The expected result is the material below, reproduced exactly from its first line through the line containing "pub fn propagate(&self, backend: &dyn".
-*-
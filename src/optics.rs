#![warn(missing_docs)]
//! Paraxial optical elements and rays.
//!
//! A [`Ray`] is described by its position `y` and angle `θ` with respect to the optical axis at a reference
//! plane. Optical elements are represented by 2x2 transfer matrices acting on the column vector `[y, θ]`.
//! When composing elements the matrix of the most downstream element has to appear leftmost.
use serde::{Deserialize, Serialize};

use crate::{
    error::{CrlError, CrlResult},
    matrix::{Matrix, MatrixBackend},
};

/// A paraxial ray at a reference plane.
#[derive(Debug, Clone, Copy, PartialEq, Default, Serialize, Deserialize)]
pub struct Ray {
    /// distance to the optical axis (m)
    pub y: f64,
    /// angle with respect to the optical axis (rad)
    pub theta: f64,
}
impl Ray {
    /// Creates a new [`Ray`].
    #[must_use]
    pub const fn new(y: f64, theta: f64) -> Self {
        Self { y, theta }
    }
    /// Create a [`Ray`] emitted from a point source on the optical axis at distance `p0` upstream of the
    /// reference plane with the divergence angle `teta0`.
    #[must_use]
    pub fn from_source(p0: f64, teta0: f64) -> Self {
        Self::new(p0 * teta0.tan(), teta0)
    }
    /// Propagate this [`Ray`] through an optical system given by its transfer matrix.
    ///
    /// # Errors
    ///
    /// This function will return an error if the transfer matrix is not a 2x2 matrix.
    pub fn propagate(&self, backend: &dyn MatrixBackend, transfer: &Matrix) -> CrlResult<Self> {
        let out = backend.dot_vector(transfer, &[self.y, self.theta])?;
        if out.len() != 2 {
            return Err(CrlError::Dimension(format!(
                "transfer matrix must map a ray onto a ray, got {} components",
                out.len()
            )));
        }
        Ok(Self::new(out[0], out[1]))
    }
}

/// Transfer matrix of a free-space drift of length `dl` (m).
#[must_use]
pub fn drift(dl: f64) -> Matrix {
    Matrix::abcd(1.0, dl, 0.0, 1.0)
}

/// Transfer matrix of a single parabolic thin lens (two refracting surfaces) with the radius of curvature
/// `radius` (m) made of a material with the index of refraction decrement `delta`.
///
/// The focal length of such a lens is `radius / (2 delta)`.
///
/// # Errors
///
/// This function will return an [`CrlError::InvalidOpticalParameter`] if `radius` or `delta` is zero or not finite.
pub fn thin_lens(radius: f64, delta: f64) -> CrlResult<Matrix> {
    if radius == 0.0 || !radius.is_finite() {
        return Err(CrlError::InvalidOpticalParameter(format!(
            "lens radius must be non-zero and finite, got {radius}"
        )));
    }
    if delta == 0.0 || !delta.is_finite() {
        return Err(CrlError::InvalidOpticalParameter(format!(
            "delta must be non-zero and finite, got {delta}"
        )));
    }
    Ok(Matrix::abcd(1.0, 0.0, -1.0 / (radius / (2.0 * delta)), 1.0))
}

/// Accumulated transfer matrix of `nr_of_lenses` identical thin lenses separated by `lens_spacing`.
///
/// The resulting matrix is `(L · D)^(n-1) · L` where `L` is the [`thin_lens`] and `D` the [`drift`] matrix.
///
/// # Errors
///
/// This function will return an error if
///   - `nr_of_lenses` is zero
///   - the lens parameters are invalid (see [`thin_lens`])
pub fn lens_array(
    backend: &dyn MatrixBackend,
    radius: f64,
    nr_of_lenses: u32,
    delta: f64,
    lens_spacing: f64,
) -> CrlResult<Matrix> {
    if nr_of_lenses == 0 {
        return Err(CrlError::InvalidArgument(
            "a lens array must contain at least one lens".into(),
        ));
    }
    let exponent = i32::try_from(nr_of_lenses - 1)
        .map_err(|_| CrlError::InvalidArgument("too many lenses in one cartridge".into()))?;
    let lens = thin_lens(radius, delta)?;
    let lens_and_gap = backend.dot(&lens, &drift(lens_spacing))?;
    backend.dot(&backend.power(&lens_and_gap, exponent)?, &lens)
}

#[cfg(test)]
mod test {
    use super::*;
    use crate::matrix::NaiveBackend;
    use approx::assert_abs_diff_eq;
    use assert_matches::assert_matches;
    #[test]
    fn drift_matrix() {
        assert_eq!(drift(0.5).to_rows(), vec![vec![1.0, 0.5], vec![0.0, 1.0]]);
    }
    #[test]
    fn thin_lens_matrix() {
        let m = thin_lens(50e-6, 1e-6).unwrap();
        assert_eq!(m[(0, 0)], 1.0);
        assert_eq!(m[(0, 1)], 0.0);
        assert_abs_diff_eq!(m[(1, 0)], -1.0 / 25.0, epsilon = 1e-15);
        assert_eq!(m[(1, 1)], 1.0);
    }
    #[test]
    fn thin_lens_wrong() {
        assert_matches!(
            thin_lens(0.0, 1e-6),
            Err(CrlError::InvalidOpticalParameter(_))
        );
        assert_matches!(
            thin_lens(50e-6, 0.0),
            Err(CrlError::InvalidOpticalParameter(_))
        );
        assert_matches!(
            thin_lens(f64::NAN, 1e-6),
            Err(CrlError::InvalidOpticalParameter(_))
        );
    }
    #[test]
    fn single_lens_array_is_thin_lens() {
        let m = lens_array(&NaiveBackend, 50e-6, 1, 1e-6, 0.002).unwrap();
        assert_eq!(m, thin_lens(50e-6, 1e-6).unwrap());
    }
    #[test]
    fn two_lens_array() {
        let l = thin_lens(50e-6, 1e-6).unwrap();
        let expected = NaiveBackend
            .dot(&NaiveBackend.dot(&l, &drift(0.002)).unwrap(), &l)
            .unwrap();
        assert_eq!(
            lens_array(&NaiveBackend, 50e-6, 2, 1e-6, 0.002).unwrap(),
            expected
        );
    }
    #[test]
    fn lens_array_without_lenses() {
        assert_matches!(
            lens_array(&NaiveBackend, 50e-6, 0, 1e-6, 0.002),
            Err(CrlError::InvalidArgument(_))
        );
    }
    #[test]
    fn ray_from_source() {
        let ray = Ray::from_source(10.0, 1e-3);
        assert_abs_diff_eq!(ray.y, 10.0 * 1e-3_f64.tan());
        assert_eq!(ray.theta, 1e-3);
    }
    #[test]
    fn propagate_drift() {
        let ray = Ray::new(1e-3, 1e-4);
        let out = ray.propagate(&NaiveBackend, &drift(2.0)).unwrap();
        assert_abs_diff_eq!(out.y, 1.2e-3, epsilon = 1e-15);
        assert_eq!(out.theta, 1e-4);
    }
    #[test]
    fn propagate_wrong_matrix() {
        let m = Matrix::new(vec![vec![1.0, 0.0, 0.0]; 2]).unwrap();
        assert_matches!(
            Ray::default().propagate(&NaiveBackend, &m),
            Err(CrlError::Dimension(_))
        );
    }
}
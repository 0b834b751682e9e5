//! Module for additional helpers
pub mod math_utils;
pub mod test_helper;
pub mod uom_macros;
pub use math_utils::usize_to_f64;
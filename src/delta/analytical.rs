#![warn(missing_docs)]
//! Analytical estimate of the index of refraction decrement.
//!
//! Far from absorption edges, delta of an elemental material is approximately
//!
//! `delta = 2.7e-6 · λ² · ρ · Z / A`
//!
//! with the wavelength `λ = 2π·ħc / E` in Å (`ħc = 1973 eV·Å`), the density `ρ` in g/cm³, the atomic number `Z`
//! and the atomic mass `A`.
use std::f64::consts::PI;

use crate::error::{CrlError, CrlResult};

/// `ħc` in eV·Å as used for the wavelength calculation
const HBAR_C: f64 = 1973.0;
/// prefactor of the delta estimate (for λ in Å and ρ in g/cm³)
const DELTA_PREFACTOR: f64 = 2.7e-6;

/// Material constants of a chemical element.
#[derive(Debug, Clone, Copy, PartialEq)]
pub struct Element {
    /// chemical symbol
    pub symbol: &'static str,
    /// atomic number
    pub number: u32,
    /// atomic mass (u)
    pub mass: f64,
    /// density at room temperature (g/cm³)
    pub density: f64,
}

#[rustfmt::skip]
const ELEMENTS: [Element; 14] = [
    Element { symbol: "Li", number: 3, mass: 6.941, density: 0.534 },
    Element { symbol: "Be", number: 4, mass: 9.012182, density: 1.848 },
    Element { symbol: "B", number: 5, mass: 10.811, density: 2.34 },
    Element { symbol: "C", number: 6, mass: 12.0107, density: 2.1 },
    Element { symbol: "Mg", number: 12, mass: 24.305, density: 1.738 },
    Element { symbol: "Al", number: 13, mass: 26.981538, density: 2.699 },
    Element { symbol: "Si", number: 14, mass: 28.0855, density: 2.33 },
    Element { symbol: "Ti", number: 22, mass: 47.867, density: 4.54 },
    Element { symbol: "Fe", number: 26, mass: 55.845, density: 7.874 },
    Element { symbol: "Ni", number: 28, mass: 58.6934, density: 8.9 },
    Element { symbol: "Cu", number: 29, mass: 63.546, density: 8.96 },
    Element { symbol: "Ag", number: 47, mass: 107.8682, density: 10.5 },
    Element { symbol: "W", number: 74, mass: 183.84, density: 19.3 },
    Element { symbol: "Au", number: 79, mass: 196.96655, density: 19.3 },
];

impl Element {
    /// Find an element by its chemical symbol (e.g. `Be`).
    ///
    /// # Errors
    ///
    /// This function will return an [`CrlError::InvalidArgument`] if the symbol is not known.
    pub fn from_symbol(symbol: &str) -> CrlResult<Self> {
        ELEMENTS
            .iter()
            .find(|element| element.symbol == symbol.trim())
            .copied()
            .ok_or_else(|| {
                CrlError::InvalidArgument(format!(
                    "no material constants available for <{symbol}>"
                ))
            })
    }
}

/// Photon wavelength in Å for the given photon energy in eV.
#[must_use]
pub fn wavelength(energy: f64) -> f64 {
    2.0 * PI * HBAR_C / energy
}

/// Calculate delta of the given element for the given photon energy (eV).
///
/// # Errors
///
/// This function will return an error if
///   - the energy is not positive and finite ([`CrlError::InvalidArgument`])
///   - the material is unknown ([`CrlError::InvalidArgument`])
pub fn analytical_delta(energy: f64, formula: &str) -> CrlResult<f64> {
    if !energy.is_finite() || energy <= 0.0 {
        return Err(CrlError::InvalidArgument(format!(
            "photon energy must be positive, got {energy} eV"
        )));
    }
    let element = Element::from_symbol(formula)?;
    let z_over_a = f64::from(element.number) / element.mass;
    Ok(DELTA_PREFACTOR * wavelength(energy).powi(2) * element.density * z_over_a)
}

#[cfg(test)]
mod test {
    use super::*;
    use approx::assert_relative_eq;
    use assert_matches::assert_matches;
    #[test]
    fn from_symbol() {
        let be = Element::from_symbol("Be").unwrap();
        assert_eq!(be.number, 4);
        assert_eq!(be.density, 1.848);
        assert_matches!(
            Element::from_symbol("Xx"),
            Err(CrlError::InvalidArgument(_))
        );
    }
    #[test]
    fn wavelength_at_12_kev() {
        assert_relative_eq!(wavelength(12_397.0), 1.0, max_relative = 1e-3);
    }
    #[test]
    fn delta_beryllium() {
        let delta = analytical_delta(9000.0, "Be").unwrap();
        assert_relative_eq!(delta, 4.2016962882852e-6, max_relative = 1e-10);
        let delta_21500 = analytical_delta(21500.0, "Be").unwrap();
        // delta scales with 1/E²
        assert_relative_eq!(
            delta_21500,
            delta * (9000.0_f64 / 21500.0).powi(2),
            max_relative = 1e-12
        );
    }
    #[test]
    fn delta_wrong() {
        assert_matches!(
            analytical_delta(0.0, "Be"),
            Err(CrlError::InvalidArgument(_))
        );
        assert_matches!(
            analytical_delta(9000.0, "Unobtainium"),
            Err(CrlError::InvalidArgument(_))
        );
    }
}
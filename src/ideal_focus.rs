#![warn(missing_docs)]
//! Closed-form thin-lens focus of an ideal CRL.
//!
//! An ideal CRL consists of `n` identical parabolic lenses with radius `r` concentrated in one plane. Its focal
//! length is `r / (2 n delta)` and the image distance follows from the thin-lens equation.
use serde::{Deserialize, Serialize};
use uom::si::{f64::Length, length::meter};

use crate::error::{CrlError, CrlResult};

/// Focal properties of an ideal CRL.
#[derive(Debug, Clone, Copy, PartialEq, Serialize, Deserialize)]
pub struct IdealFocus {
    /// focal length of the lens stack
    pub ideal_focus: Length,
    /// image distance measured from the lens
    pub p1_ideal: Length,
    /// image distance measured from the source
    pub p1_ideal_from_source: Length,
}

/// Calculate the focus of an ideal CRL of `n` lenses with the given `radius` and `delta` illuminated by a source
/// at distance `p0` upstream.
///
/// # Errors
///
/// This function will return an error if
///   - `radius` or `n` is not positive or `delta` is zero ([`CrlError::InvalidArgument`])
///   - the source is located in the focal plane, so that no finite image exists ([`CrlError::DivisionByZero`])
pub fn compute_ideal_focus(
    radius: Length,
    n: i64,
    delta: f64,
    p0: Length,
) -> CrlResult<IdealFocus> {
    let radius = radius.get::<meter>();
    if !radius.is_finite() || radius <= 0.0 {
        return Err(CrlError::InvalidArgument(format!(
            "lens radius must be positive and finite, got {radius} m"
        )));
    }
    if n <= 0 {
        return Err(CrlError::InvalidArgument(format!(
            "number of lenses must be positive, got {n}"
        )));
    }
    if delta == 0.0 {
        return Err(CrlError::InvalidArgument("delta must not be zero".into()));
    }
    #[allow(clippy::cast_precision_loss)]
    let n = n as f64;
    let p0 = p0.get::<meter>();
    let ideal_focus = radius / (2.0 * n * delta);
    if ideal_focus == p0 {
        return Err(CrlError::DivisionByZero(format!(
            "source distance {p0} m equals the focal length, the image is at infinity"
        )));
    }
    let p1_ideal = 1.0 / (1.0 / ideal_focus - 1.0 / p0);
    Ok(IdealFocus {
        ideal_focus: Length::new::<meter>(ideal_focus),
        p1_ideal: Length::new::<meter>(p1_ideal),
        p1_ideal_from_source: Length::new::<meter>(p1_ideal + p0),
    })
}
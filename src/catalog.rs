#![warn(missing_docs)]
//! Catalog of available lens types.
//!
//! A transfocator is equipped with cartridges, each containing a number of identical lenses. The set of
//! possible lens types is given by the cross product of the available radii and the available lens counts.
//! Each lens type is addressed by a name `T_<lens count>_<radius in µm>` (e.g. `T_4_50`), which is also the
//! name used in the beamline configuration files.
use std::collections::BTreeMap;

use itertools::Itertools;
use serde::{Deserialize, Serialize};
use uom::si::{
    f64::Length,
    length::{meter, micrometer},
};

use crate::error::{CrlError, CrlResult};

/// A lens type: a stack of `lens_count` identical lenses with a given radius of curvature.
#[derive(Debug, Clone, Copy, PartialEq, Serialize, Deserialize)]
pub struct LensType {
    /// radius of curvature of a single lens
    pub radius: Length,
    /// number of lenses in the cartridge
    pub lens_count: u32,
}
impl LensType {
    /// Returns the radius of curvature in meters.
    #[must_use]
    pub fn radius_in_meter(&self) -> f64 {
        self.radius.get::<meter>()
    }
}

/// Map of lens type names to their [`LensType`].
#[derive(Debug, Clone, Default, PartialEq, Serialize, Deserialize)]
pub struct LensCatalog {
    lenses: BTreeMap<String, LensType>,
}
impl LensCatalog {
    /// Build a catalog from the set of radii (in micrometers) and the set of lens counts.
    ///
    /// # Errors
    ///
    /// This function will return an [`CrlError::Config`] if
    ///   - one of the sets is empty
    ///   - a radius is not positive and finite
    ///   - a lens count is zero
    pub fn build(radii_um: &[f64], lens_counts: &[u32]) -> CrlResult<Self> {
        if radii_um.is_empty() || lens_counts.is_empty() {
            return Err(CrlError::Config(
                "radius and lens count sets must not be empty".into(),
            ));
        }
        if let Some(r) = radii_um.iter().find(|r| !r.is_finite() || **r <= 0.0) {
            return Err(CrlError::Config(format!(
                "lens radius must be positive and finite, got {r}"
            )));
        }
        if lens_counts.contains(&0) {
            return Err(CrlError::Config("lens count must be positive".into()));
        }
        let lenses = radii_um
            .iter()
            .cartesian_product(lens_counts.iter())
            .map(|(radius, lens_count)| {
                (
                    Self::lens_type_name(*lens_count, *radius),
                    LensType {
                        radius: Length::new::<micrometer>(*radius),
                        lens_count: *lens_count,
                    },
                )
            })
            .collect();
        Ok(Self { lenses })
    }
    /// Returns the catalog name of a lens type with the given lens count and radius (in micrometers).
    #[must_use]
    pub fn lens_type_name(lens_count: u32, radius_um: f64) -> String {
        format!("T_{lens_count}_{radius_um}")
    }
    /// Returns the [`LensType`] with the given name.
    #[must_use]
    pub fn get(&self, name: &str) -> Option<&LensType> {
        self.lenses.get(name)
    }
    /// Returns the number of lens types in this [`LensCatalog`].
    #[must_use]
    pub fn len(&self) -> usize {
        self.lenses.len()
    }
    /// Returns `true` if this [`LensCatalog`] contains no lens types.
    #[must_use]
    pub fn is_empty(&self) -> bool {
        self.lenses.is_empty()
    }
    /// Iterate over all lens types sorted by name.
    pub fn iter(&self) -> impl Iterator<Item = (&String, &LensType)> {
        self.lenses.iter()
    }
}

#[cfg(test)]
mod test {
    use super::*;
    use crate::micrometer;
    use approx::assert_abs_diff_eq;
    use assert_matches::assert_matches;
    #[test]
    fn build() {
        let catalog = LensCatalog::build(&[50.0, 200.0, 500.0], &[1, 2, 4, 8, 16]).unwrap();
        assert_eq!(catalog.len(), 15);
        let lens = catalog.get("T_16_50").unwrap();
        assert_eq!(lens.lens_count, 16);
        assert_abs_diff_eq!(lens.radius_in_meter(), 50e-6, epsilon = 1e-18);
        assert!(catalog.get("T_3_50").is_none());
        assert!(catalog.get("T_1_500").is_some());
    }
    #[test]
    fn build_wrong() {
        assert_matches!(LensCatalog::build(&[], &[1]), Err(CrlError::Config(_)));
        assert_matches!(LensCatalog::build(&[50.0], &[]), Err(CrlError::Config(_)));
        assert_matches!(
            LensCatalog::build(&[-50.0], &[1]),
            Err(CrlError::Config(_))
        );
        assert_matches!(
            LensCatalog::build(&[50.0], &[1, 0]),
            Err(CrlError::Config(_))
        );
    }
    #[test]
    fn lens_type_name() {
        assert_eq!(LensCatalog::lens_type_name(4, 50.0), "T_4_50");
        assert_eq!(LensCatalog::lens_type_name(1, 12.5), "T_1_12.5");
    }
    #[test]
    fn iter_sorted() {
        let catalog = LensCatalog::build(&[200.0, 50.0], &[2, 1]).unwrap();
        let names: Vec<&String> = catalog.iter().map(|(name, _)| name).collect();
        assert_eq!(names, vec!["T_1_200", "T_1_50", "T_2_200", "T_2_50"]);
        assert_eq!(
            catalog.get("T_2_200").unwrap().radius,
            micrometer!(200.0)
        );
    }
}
-*-
§ Completed exercise
filename src/optics.rs
#![warn(missing_docs)]
//! Paraxial optical elements and rays.
//!
//! A [`Ray`] is described by its position `y` and angle `θ` with respect to the optical axis at a reference
//! plane. Optical elements are represented by 2x2 transfer matrices acting on the column vector `[y, θ]`.
//! When composing elements the matrix of the most downstream element has to appear leftmost.
use serde::{Deserialize, Serialize};

use crate::{
    error::{CrlError, CrlResult},
    matrix::{Matrix, MatrixBackend},
};

/// A paraxial ray at a reference plane.
#[derive(Debug, Clone, Copy, PartialEq, Default, Serialize, Deserialize)]
pub struct Ray {
    /// distance to the optical axis (m)
    pub y: f64,
    /// angle with respect to the optical axis (rad)
    pub theta: f64,
}
impl Ray {
    /// Creates a new [`Ray`].
    #[must_use]
    pub const fn new(y: f64, theta: f64) -> Self {
        Self { y, theta }
    }
    /// Create a [`Ray`] emitted from a point source on the optical axis at distance `p0` upstream of the
    /// reference plane with the divergence angle `teta0`.
    #[must_use]
    pub fn from_source(p0: f64, teta0: f64) -> Self {
        Self::new(p0 * teta0.tan(), teta0)
    }
    /// Propagate this [`Ray`] through an optical system given by its transfer matrix.
    ///
    /// # Errors
    ///
    /// This function will return an error if the transfer matrix is not a 2x2 matrix.
    pub fn propagate(&self, backend: &dyn MatrixBackend, transfer: &Matrix) -> CrlResult<Self> {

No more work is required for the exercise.